### [Exercise directions]
How many of the lines in the material underneath include the string "bound"? State the number only.

#### Recorded data ####

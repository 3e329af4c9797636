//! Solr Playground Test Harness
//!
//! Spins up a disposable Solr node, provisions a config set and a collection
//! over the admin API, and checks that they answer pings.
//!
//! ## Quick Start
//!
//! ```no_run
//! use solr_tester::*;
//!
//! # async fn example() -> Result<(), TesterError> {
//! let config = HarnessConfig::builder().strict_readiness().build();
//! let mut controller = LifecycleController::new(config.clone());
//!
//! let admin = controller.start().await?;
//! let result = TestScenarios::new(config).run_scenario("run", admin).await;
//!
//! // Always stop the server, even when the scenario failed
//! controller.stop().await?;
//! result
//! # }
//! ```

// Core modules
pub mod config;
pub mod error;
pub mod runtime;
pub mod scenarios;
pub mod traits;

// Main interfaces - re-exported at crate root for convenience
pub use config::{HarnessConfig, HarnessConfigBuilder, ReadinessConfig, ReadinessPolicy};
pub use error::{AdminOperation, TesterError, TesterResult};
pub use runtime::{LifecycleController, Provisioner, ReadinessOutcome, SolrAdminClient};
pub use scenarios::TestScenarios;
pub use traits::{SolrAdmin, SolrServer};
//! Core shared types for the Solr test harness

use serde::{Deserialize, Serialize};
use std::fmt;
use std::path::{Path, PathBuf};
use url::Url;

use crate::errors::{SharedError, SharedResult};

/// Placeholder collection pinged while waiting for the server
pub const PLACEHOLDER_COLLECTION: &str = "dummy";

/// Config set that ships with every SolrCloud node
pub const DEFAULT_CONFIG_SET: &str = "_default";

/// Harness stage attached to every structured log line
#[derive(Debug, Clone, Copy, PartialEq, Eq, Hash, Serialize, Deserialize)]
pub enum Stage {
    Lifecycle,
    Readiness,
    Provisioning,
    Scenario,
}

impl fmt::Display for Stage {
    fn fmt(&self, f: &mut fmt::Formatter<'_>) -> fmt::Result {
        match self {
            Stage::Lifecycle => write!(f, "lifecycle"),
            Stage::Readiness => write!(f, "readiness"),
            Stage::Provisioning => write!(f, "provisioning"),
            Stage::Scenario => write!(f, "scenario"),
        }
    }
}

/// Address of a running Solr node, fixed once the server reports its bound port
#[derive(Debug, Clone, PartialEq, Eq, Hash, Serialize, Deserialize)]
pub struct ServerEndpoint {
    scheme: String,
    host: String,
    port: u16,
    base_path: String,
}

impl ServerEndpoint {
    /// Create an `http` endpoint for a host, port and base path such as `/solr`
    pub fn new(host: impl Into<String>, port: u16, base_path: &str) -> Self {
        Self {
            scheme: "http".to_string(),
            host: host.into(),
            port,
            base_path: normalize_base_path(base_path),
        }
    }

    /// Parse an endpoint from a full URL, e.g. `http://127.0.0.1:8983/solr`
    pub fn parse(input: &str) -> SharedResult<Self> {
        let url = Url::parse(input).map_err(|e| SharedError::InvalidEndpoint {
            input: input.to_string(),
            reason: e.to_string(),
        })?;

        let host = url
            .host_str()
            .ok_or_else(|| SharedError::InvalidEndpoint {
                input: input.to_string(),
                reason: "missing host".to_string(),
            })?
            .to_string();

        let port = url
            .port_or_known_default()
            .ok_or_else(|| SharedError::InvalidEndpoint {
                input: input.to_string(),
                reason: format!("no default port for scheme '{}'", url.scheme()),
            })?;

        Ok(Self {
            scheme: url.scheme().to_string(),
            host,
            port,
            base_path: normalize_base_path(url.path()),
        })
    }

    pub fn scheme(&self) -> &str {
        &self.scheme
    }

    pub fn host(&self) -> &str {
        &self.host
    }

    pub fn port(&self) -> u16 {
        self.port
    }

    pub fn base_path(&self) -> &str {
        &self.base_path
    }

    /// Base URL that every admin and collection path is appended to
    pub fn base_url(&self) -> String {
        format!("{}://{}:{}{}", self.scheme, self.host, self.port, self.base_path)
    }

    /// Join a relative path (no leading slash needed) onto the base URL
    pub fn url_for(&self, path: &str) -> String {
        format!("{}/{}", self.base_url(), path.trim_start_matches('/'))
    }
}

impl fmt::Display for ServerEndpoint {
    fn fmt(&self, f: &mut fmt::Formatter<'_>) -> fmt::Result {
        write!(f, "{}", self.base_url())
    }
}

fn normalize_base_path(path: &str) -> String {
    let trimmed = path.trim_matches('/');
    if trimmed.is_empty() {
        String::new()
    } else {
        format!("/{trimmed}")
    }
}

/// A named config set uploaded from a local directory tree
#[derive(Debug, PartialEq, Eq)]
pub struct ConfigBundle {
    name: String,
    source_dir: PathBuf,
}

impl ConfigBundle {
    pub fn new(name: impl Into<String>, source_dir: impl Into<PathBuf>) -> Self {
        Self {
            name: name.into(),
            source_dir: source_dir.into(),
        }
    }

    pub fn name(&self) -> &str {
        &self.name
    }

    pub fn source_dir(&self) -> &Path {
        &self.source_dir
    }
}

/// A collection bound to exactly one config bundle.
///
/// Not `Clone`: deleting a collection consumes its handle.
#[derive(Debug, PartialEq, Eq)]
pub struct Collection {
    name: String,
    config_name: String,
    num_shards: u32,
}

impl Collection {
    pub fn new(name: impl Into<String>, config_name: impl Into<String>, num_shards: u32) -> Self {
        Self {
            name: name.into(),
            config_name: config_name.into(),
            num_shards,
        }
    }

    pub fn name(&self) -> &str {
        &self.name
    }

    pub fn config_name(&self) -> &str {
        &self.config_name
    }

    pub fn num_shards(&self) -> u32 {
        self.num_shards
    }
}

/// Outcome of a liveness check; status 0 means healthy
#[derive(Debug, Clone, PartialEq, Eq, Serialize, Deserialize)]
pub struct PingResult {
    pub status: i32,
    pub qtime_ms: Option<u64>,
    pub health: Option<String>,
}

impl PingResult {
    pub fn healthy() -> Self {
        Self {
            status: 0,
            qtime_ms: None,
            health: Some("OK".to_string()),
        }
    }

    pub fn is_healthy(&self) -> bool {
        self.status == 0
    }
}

####

### [Written answer]
2